(Stored items)
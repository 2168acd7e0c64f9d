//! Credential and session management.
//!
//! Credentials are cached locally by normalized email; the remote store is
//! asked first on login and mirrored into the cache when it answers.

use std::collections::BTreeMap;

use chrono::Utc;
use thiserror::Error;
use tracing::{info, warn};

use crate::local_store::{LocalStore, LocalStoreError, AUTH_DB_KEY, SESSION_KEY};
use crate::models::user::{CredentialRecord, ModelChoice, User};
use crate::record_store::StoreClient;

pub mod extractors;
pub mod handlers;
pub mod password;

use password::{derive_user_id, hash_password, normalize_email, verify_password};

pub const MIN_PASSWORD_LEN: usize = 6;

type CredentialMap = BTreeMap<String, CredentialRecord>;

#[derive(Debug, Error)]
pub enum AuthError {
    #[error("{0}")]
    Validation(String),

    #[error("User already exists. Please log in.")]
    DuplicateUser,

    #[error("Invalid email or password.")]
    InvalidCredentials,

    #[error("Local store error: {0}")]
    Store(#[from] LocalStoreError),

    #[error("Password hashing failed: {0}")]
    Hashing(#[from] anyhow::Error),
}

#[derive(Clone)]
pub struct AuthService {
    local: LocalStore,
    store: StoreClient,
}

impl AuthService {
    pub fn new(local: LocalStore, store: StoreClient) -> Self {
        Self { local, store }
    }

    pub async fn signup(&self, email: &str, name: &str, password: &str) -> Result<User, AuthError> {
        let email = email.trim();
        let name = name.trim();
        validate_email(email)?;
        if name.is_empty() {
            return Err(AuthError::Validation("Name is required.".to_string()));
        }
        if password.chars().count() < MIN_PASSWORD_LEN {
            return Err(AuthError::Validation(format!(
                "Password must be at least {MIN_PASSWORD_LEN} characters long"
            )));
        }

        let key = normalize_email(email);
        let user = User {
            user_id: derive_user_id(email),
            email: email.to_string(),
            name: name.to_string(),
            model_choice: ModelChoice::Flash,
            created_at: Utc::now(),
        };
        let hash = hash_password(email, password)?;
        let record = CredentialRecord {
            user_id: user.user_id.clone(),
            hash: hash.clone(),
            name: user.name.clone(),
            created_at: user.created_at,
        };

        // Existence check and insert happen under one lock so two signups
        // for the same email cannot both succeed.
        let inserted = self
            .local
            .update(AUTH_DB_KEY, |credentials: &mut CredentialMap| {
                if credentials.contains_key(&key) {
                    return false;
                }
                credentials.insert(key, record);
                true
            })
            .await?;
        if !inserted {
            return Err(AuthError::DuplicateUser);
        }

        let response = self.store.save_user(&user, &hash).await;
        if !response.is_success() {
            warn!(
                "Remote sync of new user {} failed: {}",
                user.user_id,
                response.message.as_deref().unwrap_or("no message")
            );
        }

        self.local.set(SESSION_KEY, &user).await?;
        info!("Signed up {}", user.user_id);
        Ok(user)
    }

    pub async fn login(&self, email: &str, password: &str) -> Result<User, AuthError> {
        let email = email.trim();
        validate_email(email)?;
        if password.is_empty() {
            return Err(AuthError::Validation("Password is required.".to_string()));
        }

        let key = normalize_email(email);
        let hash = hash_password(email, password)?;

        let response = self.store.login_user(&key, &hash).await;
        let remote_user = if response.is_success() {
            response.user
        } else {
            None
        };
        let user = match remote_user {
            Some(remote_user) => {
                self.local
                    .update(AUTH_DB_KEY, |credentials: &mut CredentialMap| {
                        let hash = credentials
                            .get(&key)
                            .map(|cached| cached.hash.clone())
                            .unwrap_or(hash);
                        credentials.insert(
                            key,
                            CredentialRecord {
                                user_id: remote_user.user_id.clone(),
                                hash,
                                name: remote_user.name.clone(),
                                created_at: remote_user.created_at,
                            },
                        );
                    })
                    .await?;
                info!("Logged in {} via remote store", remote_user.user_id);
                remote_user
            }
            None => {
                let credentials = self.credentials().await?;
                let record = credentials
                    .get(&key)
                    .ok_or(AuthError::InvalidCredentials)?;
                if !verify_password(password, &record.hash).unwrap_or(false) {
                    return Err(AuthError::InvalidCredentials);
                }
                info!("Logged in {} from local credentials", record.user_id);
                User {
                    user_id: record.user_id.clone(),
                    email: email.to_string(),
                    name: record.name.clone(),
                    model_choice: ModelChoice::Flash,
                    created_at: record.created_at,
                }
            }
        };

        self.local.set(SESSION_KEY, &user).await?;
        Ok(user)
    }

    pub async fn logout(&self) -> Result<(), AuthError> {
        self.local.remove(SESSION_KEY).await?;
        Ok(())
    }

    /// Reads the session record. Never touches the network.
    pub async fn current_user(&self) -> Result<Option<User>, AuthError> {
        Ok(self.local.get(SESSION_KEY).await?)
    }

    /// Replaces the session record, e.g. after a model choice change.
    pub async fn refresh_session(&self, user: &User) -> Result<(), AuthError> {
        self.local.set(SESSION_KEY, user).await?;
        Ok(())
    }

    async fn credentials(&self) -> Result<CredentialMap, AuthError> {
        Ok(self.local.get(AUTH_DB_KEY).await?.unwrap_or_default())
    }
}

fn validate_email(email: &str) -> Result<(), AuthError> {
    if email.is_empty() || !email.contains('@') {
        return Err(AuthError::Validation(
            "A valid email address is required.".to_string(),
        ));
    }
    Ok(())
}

---

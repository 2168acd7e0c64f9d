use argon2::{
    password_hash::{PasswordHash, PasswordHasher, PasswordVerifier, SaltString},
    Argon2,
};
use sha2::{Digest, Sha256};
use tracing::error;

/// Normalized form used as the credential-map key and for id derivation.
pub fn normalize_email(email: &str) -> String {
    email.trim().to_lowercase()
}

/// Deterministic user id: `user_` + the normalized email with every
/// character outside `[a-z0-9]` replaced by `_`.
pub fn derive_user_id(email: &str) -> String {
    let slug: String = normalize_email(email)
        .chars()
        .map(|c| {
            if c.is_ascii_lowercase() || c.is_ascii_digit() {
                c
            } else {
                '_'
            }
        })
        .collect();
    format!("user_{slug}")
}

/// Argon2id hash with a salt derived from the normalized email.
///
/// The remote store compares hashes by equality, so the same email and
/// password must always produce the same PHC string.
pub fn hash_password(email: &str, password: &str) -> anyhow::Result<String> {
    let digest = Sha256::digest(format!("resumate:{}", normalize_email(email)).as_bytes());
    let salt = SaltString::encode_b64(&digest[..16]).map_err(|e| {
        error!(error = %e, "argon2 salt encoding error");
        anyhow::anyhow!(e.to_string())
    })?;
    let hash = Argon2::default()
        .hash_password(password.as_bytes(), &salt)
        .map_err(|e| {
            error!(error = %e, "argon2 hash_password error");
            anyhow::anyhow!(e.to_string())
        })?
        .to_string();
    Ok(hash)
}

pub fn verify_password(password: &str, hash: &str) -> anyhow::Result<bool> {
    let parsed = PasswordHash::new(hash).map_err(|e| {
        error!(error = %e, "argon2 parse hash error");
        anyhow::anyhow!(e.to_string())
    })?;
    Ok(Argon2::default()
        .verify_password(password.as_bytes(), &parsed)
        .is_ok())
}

...

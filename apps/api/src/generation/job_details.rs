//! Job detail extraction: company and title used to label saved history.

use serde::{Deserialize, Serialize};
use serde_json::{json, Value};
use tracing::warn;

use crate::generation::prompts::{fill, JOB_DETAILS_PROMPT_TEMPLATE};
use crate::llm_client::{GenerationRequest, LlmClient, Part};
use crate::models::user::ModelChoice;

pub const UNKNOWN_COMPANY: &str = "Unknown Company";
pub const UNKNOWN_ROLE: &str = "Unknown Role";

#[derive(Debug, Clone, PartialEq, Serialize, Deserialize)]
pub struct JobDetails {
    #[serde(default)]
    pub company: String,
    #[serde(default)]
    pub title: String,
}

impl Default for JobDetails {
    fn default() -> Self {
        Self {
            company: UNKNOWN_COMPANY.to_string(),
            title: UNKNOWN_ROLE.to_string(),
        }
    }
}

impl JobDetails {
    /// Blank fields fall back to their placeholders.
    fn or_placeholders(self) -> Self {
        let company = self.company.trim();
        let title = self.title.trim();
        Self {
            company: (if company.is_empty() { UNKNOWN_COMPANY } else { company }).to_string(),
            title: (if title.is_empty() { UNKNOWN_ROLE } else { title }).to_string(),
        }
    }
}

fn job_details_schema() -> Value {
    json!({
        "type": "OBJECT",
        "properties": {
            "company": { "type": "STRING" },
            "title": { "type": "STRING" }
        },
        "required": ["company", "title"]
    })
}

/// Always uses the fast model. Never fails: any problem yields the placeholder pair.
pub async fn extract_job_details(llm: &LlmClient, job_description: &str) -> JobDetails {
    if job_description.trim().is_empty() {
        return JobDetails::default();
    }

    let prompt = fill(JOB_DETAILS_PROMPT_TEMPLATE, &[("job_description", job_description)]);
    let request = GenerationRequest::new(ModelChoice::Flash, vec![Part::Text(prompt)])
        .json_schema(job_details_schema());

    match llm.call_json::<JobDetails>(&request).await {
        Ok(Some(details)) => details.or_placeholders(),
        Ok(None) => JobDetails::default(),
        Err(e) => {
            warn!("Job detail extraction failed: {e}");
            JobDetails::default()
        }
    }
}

**WHAT IS BEING ASKED**
If a line in the records above has the word "const", copy it.

**SOLUTION BELOW**
pub const MIN_PASSWORD_LEN: usize = 6;
pub const UNKNOWN_COMPANY: &str = "Unknown Company";
pub const UNKNOWN_ROLE: &str = "Unknown Role";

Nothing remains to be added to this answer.